This newspaper does not take sides.

The Review has no political motive and has often criticised the Labour Government; the Liberal Democrat administration at the district council; the Tory-controlled county council, and, of course, Conservative MP Anne Main.

If any step out of line, we believe it is a newspaper’s duty to report the facts and let our readers make up their own minds.

As a result we believe Mrs Main should be held to account for her expenses claims.

After all, we pay the mortgage interest and also paid for the furnishings of her St Albans city centre flat where she and, apparently more regularly, her daughter have lived.

Whether or not she has helped her constituents in the past is irrelevant, that is her job – she is paid to do it.

What is not irrelevant is - what many consider to be - an abuse of Parliament’s expenses system. No doubt she will claim she has stayed within the ‘spirit of the rules’ as most MPs have. She probably did. But it is precisely that point that makes it even harder for her constituents to understand why and how this was allowed to happen.

Mrs Main has hardly spoken to the Review since we published her expenses in our newspaper a fortnight ago. Our calls are going unanswered and we have now been asked to email questions to her, which are also going unanswered. Do you think that is the correct way for your elected MP to act? To talk only to those who nail their political colours to the mast and support her? It makes no difference to us, we will continue to print the facts as we find them.
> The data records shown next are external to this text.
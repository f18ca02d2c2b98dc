//! Client-side image staging for batch upload
//!
//! Selected images are held in memory, can be removed by index, and have no
//! network effect until the batch is explicitly submitted.

use bytes::Bytes;

/// One selected image pending upload
#[derive(Debug, Clone, PartialEq, Eq)]
pub struct PendingImage {
    /// Original filename
    pub filename: String,
    /// MIME type reported at selection time
    pub content_type: String,
    /// Raw image bytes
    pub data: Bytes,
}

impl PendingImage {
    /// Create a pending image from its parts
    #[must_use]
    pub fn new(
        filename: impl Into<String>,
        content_type: impl Into<String>,
        data: impl Into<Bytes>,
    ) -> Self {
        Self {
            filename: filename.into(),
            content_type: content_type.into(),
            data: data.into(),
        }
    }

    /// Size of the image in bytes
    #[must_use]
    pub fn size(&self) -> usize {
        self.data.len()
    }
}

/// Ordered list of images staged for one product
#[derive(Debug, Clone, Default)]
pub struct ImageBatch {
    images: Vec<PendingImage>,
}

impl ImageBatch {
    /// Create an empty batch
    #[must_use]
    pub fn new() -> Self {
        Self::default()
    }

    /// Append one image
    pub fn push(&mut self, image: PendingImage) {
        self.images.push(image);
    }

    /// Append a selected file list, preserving selection order
    pub fn extend(&mut self, images: impl IntoIterator<Item = PendingImage>) {
        self.images.extend(images);
    }

    /// Remove the image at `index`, preserving the relative order of the
    /// rest; returns `None` when the index is out of range
    pub fn remove(&mut self, index: usize) -> Option<PendingImage> {
        if index < self.images.len() {
            Some(self.images.remove(index))
        } else {
            None
        }
    }

    /// Number of staged images
    #[must_use]
    pub fn len(&self) -> usize {
        self.images.len()
    }

    /// Whether the batch is empty
    #[must_use]
    pub fn is_empty(&self) -> bool {
        self.images.is_empty()
    }

    /// Drop all staged images
    pub fn clear(&mut self) {
        self.images.clear();
    }

    /// Drop the first `count` staged images, keeping later additions
    ///
    /// Used after a snapshot of the batch was uploaded: anything staged
    /// since the snapshot stays pending.
    pub fn discard_first(&mut self, count: usize) {
        self.images.drain(..count.min(self.images.len()));
    }

    /// Iterate staged images in selection order
    pub fn iter(&self) -> std::slice::Iter<'_, PendingImage> {
        self.images.iter()
    }
}

impl<'a> IntoIterator for &'a ImageBatch {
    type Item = &'a PendingImage;
    type IntoIter = std::slice::Iter<'a, PendingImage>;

    fn into_iter(self) -> Self::IntoIter {
        self.images.iter()
    }
}

#[cfg(test)]
mod tests {
    use super::*;

    fn image(name: &str) -> PendingImage {
        PendingImage::new(name, "image/png", b"png bytes".to_vec())
    }

    #[test]
    fn test_push_and_len() {
        let mut batch = ImageBatch::new();
        assert!(batch.is_empty());

        batch.push(image("a.png"));
        batch.push(image("b.png"));
        assert_eq!(batch.len(), 2);
    }

    #[test]
    fn test_remove_middle_preserves_order() {
        let mut batch = ImageBatch::new();
        batch.extend([image("first.png"), image("second.png"), image("third.png")]);

        let removed = batch.remove(1).expect("index in range");
        assert_eq!(removed.filename, "second.png");

        let remaining: Vec<&str> = batch.iter().map(|i| i.filename.as_str()).collect();
        assert_eq!(remaining, vec!["first.png", "third.png"]);
    }

    #[test]
    fn test_remove_out_of_range() {
        let mut batch = ImageBatch::new();
        batch.push(image("only.png"));

        assert!(batch.remove(3).is_none());
        assert_eq!(batch.len(), 1);
    }

    #[test]
    fn test_discard_first_keeps_later_additions() {
        let mut batch = ImageBatch::new();
        batch.extend([image("a.png"), image("b.png")]);
        batch.push(image("late.png"));

        batch.discard_first(2);
        let remaining: Vec<&str> = batch.iter().map(|i| i.filename.as_str()).collect();
        assert_eq!(remaining, vec!["late.png"]);

        // Count beyond the staged length drains everything without panicking
        batch.discard_first(10);
        assert!(batch.is_empty());
    }

    #[test]
    fn test_clear() {
        let mut batch = ImageBatch::new();
        batch.extend([image("a.png"), image("b.png")]);
        batch.clear();
        assert!(batch.is_empty());
    }
}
And what of her Samuel Square flat? Where will the money go when she sells it?

Mrs Main has told us she is in negative equity on the property bought for £249,000 in November 2006.
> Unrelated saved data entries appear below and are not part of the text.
//! Field descriptor types
//!
//! Defines the declarative configuration for a single form field: its
//! control type, validation rules, option source, and optional visibility
//! dependency on another field.

use regex::Regex;

/// Control type for a form field
#[derive(Debug, Clone, Copy, PartialEq, Eq, Default)]
pub enum FieldType {
    /// Text input (default)
    #[default]
    Text,
    /// Email input
    Email,
    /// Telephone input
    Phone,
    /// Number input
    Number,
    /// Password input (masked)
    Password,
    /// File upload
    File,
    /// Multi-line text area
    Textarea,
    /// Select dropdown
    Select,
    /// Rich-text editor
    Editor,
}

impl FieldType {
    /// Get the HTML type attribute value for input-flavored fields
    #[must_use]
    pub const fn as_str(&self) -> &'static str {
        match self {
            Self::Text => "text",
            Self::Email => "email",
            Self::Phone => "tel",
            Self::Number => "number",
            Self::Password => "password",
            Self::File => "file",
            Self::Textarea => "textarea",
            Self::Select => "select",
            Self::Editor => "editor",
        }
    }
}

impl std::fmt::Display for FieldType {
    fn fmt(&self, f: &mut std::fmt::Formatter<'_>) -> std::fmt::Result {
        write!(f, "{}", self.as_str())
    }
}

/// Regex rule with its configured failure message
///
/// The message is surfaced verbatim on mismatch; there is no fallback
/// message construction.
#[derive(Debug, Clone)]
pub struct PatternRule {
    /// Compiled pattern
    pub regex: Regex,
    /// Message shown when the value does not match
    pub message: String,
}

impl PatternRule {
    /// Create a pattern rule from a regex literal
    ///
    /// # Panics
    ///
    /// Panics if the pattern does not compile. Rules are declared in static
    /// registry tables, so this fires at first registry access.
    #[must_use]
    pub fn new(pattern: &str, message: impl Into<String>) -> Self {
        Self {
            regex: Regex::new(pattern).expect("registry pattern compiles"),
            message: message.into(),
        }
    }
}

/// Validation rule set for one field
#[derive(Debug, Clone, Default)]
pub struct ValidationRules {
    /// Required message; `None` means the field is optional
    pub required: Option<String>,
    /// Minimum length of the textual value
    pub min_length: Option<usize>,
    /// Maximum length of the textual value
    pub max_length: Option<usize>,
    /// Pattern rule applied to the textual value
    pub pattern: Option<PatternRule>,
}

impl ValidationRules {
    /// Rules with only a required message
    #[must_use]
    pub fn required(message: impl Into<String>) -> Self {
        Self {
            required: Some(message.into()),
            ..Self::default()
        }
    }

    /// Set length bounds
    #[must_use]
    pub const fn length(mut self, min: Option<usize>, max: Option<usize>) -> Self {
        self.min_length = min;
        self.max_length = max;
        self
    }

    /// Set the pattern rule
    #[must_use]
    pub fn pattern(mut self, pattern: &str, message: impl Into<String>) -> Self {
        self.pattern = Some(PatternRule::new(pattern, message));
        self
    }
}

/// Visibility dependency on another field
///
/// A descriptor with a dependency is rendered only while the controlling
/// field's current value equals `required_value`.
#[derive(Debug, Clone, PartialEq, Eq)]
pub struct FieldDependency {
    /// Name of the controlling field
    pub controlling_field: String,
    /// Value the controlling field must hold for this field to render
    pub required_value: String,
}

impl FieldDependency {
    /// Create a dependency on `controlling_field == required_value`
    #[must_use]
    pub fn new(controlling_field: impl Into<String>, required_value: impl Into<String>) -> Self {
        Self {
            controlling_field: controlling_field.into(),
            required_value: required_value.into(),
        }
    }
}

/// Where a select field's options come from
#[derive(Debug, Clone, PartialEq, Eq)]
pub enum OptionSource {
    /// Ordered static option list; the option value is the literal string
    Static(Vec<&'static str>),
    /// Options supplied at render time from an external data source
    Dynamic,
}

/// Declarative configuration for one form field
///
/// Descriptors are immutable once defined; registries hold them in ordered
/// static tables. `name` must be unique within a registry.
#[derive(Debug, Clone)]
pub struct FieldDescriptor {
    /// Unique key identifying the bound form value
    pub name: &'static str,
    /// Label text
    pub label: Option<&'static str>,
    /// Placeholder text
    pub placeholder: &'static str,
    /// Control type
    pub field_type: FieldType,
    /// Validation rule set
    pub validation: ValidationRules,
    /// Option source (selects only)
    pub options: Option<OptionSource>,
    /// Initial value; also controls the select placeholder entry
    pub default_value: Option<&'static str>,
    /// Optional visibility dependency
    pub dependency: Option<FieldDependency>,
}

impl FieldDescriptor {
    /// Create a descriptor with the given name and type
    #[must_use]
    pub fn new(name: &'static str, field_type: FieldType) -> Self {
        Self {
            name,
            label: None,
            placeholder: "",
            field_type,
            validation: ValidationRules::default(),
            options: None,
            default_value: None,
            dependency: None,
        }
    }

    /// Set the label
    #[must_use]
    pub const fn label(mut self, label: &'static str) -> Self {
        self.label = Some(label);
        self
    }

    /// Set the placeholder
    #[must_use]
    pub const fn placeholder(mut self, placeholder: &'static str) -> Self {
        self.placeholder = placeholder;
        self
    }

    /// Set the validation rules
    #[must_use]
    pub fn validation(mut self, rules: ValidationRules) -> Self {
        self.validation = rules;
        self
    }

    /// Use a static option list
    #[must_use]
    pub fn static_options(mut self, options: Vec<&'static str>) -> Self {
        debug_assert!(
            !options.is_empty(),
            "static select must declare at least one option"
        );
        self.options = Some(OptionSource::Static(options));
        self
    }

    /// Mark the option list as supplied at render time
    #[must_use]
    pub fn dynamic_options(mut self) -> Self {
        self.options = Some(OptionSource::Dynamic);
        self
    }

    /// Set the default value
    #[must_use]
    pub const fn default_value(mut self, value: &'static str) -> Self {
        self.default_value = Some(value);
        self
    }

    /// Render this field only while another field holds a specific value
    #[must_use]
    pub fn depends_on(mut self, field: &'static str, value: &'static str) -> Self {
        self.dependency = Some(FieldDependency::new(field, value));
        self
    }

    /// Whether this select resolves its options at render time
    #[must_use]
    pub fn has_dynamic_options(&self) -> bool {
        matches!(self.options, Some(OptionSource::Dynamic))
    }

    /// Label if set, placeholder otherwise
    #[must_use]
    pub fn display_label(&self) -> &str {
        self.label.unwrap_or(self.placeholder)
    }
}

#[cfg(test)]
mod tests {
    use super::*;

    #[test]
    fn test_field_type_as_str() {
        assert_eq!(FieldType::Email.as_str(), "email");
        assert_eq!(FieldType::Phone.as_str(), "tel");
        assert_eq!(FieldType::Password.as_str(), "password");
    }

    #[test]
    fn test_pattern_rule_matches() {
        let rule = PatternRule::new(r"^[0-9]{6}$", "invalid otp code");
        assert!(rule.regex.is_match("123456"));
        assert!(!rule.regex.is_match("12a456"));
        assert_eq!(rule.message, "invalid otp code");
    }

    #[test]
    fn test_descriptor_builder() {
        let field = FieldDescriptor::new("email", FieldType::Email)
            .placeholder("Email")
            .validation(ValidationRules::required("email is required"));

        assert_eq!(field.name, "email");
        assert_eq!(field.placeholder, "Email");
        assert_eq!(
            field.validation.required.as_deref(),
            Some("email is required")
        );
        assert!(field.dependency.is_none());
    }

    #[test]
    fn test_dependency() {
        let field = FieldDescriptor::new("discount", FieldType::Number)
            .depends_on("hasDiscount", "Yes");

        let dep = field.dependency.expect("dependency set");
        assert_eq!(dep.controlling_field, "hasDiscount");
        assert_eq!(dep.required_value, "Yes");
    }

    #[test]
    fn test_display_label_falls_back_to_placeholder() {
        let field = FieldDescriptor::new("phone", FieldType::Phone).placeholder("Phone");
        assert_eq!(field.display_label(), "Phone");

        let labeled = field.label("Phone Number");
        assert_eq!(labeled.display_label(), "Phone Number");
    }

    #[test]
    fn test_dynamic_options_flag() {
        let field = FieldDescriptor::new("productCategoryId", FieldType::Select).dynamic_options();
        assert!(field.has_dynamic_options());

        let fixed = FieldDescriptor::new("hasDiscount", FieldType::Select)
            .static_options(vec!["No", "Yes"]);
        assert!(!fixed.has_dynamic_options());
    }
}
However an estate agent has told us that it is now worth in the region of £322,000. Minus her £25,000 deposit, that could leave as much as £48,000. Will any profit be returned?

We will seek to get these questions answered and will not patronise our readers by even attempting to suggest that you vote one way or another. But one thing is certain: regardless of her previous work in St Albans as our MP, questions need to be answered and explanations need to be given. Not to those who turn up at Conservative meetings and applaud but to those who currently sit disenchanted with their MP and British politics in general. Over to you Anne.